Si tuviera que contarles cómo los humanos llegaron a la Tierra, sería así: Al principio, no había nada más que la luna y el sol. Y la luna quería salir durante el día, pero había algo mucho más brillante que parecía llenar todas esas horas. La luna se volvió hambrienta, más y más delgada, hasta que solo fue un trozo de sí misma, y sus puntas eran tan afiladas como un cuchillo. Por accidente, porque así es como suceden la mayoría de las cosas, hizo un agujero en la noche y de él brotaron millones de estrellas, como una fuente de lágrimas. Horrorizada, la luna intentó engullirlas. Y a veces esto funcionaba, porque se volvía más gorda y redonda.

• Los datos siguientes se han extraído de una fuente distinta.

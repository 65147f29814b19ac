#![allow(dead_code)]

use std::collections::{HashMap, HashSet, VecDeque};
use std::fs;
use std::process::{Command, Output};
use std::sync::Arc;
use std::sync::atomic::{AtomicUsize, Ordering};

use parking_lot::Mutex;
use serde_json::json;
use tempfile::TempDir;
use tokio::sync::Semaphore;

use deskwatch::api::{DashboardApi, TicketQuery};
use deskwatch::error::{DeskwatchError, Result};
use deskwatch::types::{
    AgentList, AgentLoad, DeskList, DeskSummary, EventList, Health, Overview, RecentEvent,
    TicketDetail, TicketList, TicketRef, TicketSummary,
};
use deskwatch::{Dashboard, MemorySurface};

/// Helper struct to run deskwatch commands in an isolated temp directory
pub struct DeskwatchTest {
    pub temp_dir: TempDir,
}

impl DeskwatchTest {
    pub fn new() -> Self {
        DeskwatchTest {
            temp_dir: TempDir::new().expect("Failed to create temp directory"),
        }
    }

    pub fn run(&self, args: &[&str]) -> Output {
        Command::new(env!("CARGO_BIN_EXE_deskwatch"))
            .args(args)
            .current_dir(self.temp_dir.path())
            .env_remove("DESKWATCH_URL")
            .env_remove("DESKWATCH_LOG")
            .env("NO_COLOR", "1")
            .output()
            .expect("Failed to execute deskwatch command")
    }

    pub fn run_success(&self, args: &[&str]) -> String {
        let output = self.run(args);
        if !output.status.success() {
            panic!(
                "Command {:?} failed with status {:?}\nstdout: {}\nstderr: {}",
                args,
                output.status,
                String::from_utf8_lossy(&output.stdout),
                String::from_utf8_lossy(&output.stderr)
            );
        }
        String::from_utf8_lossy(&output.stdout).to_string()
    }

    pub fn run_failure(&self, args: &[&str]) -> String {
        let output = self.run(args);
        assert!(
            !output.status.success(),
            "Expected {args:?} to fail\nstdout: {}",
            String::from_utf8_lossy(&output.stdout)
        );
        String::from_utf8_lossy(&output.stderr).to_string()
    }

    pub fn write_config(&self, content: &str) {
        let dir = self.temp_dir.path().join(".deskwatch");
        fs::create_dir_all(&dir).expect("Failed to create config dir");
        fs::write(dir.join("config.yaml"), content).expect("Failed to write config");
    }
}

pub const OVERVIEW: &str = "overview";
pub const TICKETS: &str = "tickets";
pub const DESKS: &str = "desks";
pub const AGENTS: &str = "agents";
pub const EVENTS: &str = "events";

#[derive(Default)]
struct FakeState {
    tickets: Vec<TicketSummary>,
    desks: Vec<DeskSummary>,
    agents: Vec<AgentLoad>,
    events: Vec<RecentEvent>,
    failing: HashSet<&'static str>,
    failing_details: HashSet<TicketRef>,
    detail_gates: HashMap<TicketRef, Arc<Semaphore>>,
    round_gate: Option<Arc<Semaphore>>,
    next_round_gates: VecDeque<Arc<Semaphore>>,
    reported_count: Option<usize>,
    ticket_queries: Vec<TicketQuery>,
    detail_requests: Vec<TicketRef>,
}

/// Scripted in-memory backend.
///
/// Tickets are filtered by status and desk like the real backend. Endpoints
/// can be made to fail, and responses can be held back behind gates to force
/// a particular interleaving.
#[derive(Clone, Default)]
pub struct FakeApi {
    state: Arc<Mutex<FakeState>>,
    rounds: Arc<AtomicUsize>,
}

impl FakeApi {
    pub fn new() -> Self {
        Self::default()
    }

    pub fn set_tickets(&self, tickets: Vec<TicketSummary>) {
        self.state.lock().tickets = tickets;
    }

    pub fn set_desks(&self, desks: Vec<DeskSummary>) {
        self.state.lock().desks = desks;
    }

    pub fn set_agents(&self, agents: Vec<AgentLoad>) {
        self.state.lock().agents = agents;
    }

    pub fn set_events(&self, events: Vec<RecentEvent>) {
        self.state.lock().events = events;
    }

    pub fn fail(&self, endpoint: &'static str) {
        self.state.lock().failing.insert(endpoint);
    }

    pub fn recover(&self, endpoint: &'static str) {
        self.state.lock().failing.remove(endpoint);
    }

    pub fn fail_detail(&self, ticket_ref: &str) {
        self.state
            .lock()
            .failing_details
            .insert(TicketRef::from(ticket_ref));
    }

    /// Hold detail responses for `ticket_ref` until the returned gate is opened
    pub fn gate_detail(&self, ticket_ref: &str) -> Gate {
        let semaphore = Arc::new(Semaphore::new(0));
        self.state
            .lock()
            .detail_gates
            .insert(TicketRef::from(ticket_ref), Arc::clone(&semaphore));
        Gate(semaphore)
    }

    /// Hold every overview response until the returned gate is opened
    pub fn gate_rounds(&self) -> Gate {
        let semaphore = Arc::new(Semaphore::new(0));
        self.state.lock().round_gate = Some(Arc::clone(&semaphore));
        Gate(semaphore)
    }

    /// Hold only the next dispatched round until the returned gate is opened.
    /// Successive calls gate successive rounds, so they can be released in
    /// any order.
    pub fn gate_next_round(&self) -> Gate {
        let semaphore = Arc::new(Semaphore::new(0));
        self.state
            .lock()
            .next_round_gates
            .push_back(Arc::clone(&semaphore));
        Gate(semaphore)
    }

    /// Report `count` in ticket-list payloads regardless of the rows sent
    pub fn report_count(&self, count: usize) {
        self.state.lock().reported_count = Some(count);
    }

    pub fn ticket_queries(&self) -> Vec<TicketQuery> {
        self.state.lock().ticket_queries.clone()
    }

    pub fn detail_requests(&self) -> Vec<TicketRef> {
        self.state.lock().detail_requests.clone()
    }

    /// Number of overview requests served, i.e. refresh rounds dispatched
    pub fn rounds(&self) -> usize {
        self.rounds.load(Ordering::SeqCst)
    }

    fn check(&self, endpoint: &'static str) -> Result<()> {
        if self.state.lock().failing.contains(endpoint) {
            return Err(DeskwatchError::Status {
                status: 500,
                path: format!("/api/{endpoint}"),
            });
        }
        Ok(())
    }
}

/// Releases one held response per `open`
pub struct Gate(Arc<Semaphore>);

impl Gate {
    pub fn open(&self) {
        self.0.add_permits(1);
    }

    /// Let every current and future response through
    pub fn open_all(&self) {
        self.0.add_permits(Semaphore::MAX_PERMITS / 2);
    }
}

async fn pass(gate: Option<Arc<Semaphore>>) {
    if let Some(gate) = gate {
        gate.acquire().await.expect("gate closed").forget();
    }
}

impl DashboardApi for FakeApi {
    async fn overview(&self) -> Result<Overview> {
        self.rounds.fetch_add(1, Ordering::SeqCst);
        let gate = {
            let mut state = self.state.lock();
            state
                .round_gate
                .clone()
                .or_else(|| state.next_round_gates.pop_front())
        };
        pass(gate).await;
        self.check(OVERVIEW)?;
        let state = self.state.lock();
        Ok(Overview {
            total_tickets: state.tickets.len() as u64,
            active_tickets: state.tickets.len() as u64,
            ..Overview::default()
        })
    }

    async fn tickets(&self, query: &TicketQuery) -> Result<TicketList> {
        self.state.lock().ticket_queries.push(query.clone());
        self.check(TICKETS)?;
        let state = self.state.lock();
        let tickets: Vec<TicketSummary> = state
            .tickets
            .iter()
            .filter(|t| query.status.is_none_or(|s| t.status == s.to_string()))
            .filter(|t| {
                query
                    .desk
                    .as_deref()
                    .is_none_or(|d| t.current_desk_code.as_deref() == Some(d))
            })
            .filter(|t| {
                query.query.as_deref().is_none_or(|q| {
                    t.subject
                        .as_deref()
                        .is_some_and(|s| s.to_lowercase().contains(&q.to_lowercase()))
                })
            })
            .take(query.limit as usize)
            .cloned()
            .collect();
        Ok(TicketList {
            count: state.reported_count.unwrap_or(tickets.len()),
            tickets,
        })
    }

    async fn desk_summary(&self) -> Result<DeskList> {
        self.check(DESKS)?;
        Ok(DeskList {
            desks: self.state.lock().desks.clone(),
        })
    }

    async fn agent_load(&self) -> Result<AgentList> {
        self.check(AGENTS)?;
        Ok(AgentList {
            agents: self.state.lock().agents.clone(),
        })
    }

    async fn recent_events(&self, limit: u32) -> Result<EventList> {
        self.check(EVENTS)?;
        Ok(EventList {
            events: self
                .state
                .lock()
                .events
                .iter()
                .take(limit as usize)
                .cloned()
                .collect(),
        })
    }

    async fn ticket_detail(&self, ticket_ref: &TicketRef) -> Result<TicketDetail> {
        let gate = {
            let mut state = self.state.lock();
            state.detail_requests.push(ticket_ref.clone());
            state.detail_gates.get(ticket_ref).cloned()
        };
        pass(gate).await;

        let state = self.state.lock();
        if state.failing_details.contains(ticket_ref) {
            return Err(DeskwatchError::Status {
                status: 404,
                path: format!("/api/tickets/{ticket_ref}"),
            });
        }
        match state.tickets.iter().find(|t| &t.ticket_ref == ticket_ref) {
            Some(t) => Ok(detail(ticket_ref.as_str(), &t.status)),
            None => Ok(detail(ticket_ref.as_str(), "CLOSED")),
        }
    }

    async fn health(&self) -> Result<Health> {
        Ok(Health {
            status: "ok".to_string(),
            db_path: None,
        })
    }
}

pub fn ticket(ticket_ref: &str, status: &str, desk: &str) -> TicketSummary {
    serde_json::from_value(json!({
        "ticket_ref": ticket_ref,
        "status": status,
        "priority": "P2",
        "subject": format!("Subject of {ticket_ref}"),
        "client_name": "Acme",
        "current_desk_code": desk,
        "current_desk_name": format!("{desk} Desk"),
        "created_age_min": 30,
    }))
    .expect("valid ticket fixture")
}

pub fn desk(code: &str) -> DeskSummary {
    serde_json::from_value(json!({
        "desk_code": code,
        "desk_name": format!("{code} Desk"),
        "active_tickets": 1,
    }))
    .expect("valid desk fixture")
}

pub fn detail(ticket_ref: &str, status: &str) -> TicketDetail {
    serde_json::from_value(json!({
        "ticket": {
            "ticket_ref": ticket_ref,
            "status": status,
            "subject": format!("Subject of {ticket_ref}"),
        },
        "routing_trace": [{
            "step_seq": 1,
            "node_name": "classify",
            "decision": format!("route {ticket_ref}"),
            "actor_type": "SYSTEM",
        }],
        "desk_plan": [],
        "desk_hops": [],
        "assignments": [],
        "messages": [],
    }))
    .expect("valid detail fixture")
}

pub type TestDashboard = Dashboard<FakeApi, MemorySurface>;

/// Dashboard over a fake backend seeded with two open FX tickets
pub fn dashboard() -> (Arc<TestDashboard>, FakeApi) {
    let api = FakeApi::new();
    api.set_tickets(vec![ticket("T1", "OPEN", "FX"), ticket("T2", "OPEN", "FX")]);
    api.set_desks(vec![desk("FX"), desk("OPS")]);
    let dashboard = Arc::new(Dashboard::new(api.clone(), MemorySurface::new(), 300, 25));
    (dashboard, api)
}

Pero la mayoría de las veces no funcionaba, porque eran demasiadas. Las estrellas seguían llegando, hasta que hicieron que el cielo brillara tanto que el sol se puso celoso. Invitó a las estrellas a su lado del mundo, donde siempre brillaba. Lo que no les dijo, sin embargo, fue que durante el día, nunca serían vistas. Entonces los tontos saltaron del cielo al suelo y se congelaron bajo el peso de su propia necedad. La luna hizo lo que pudo. Esculpió cada uno de esos bloques de tristeza dándoles la forma de un hombre o una mujer. Pasó el resto de su tiempo vigilando para que sus otras estrellas no cayeran. Pasó el resto de su tiempo aferrándose a los pocos restos que le quedaban.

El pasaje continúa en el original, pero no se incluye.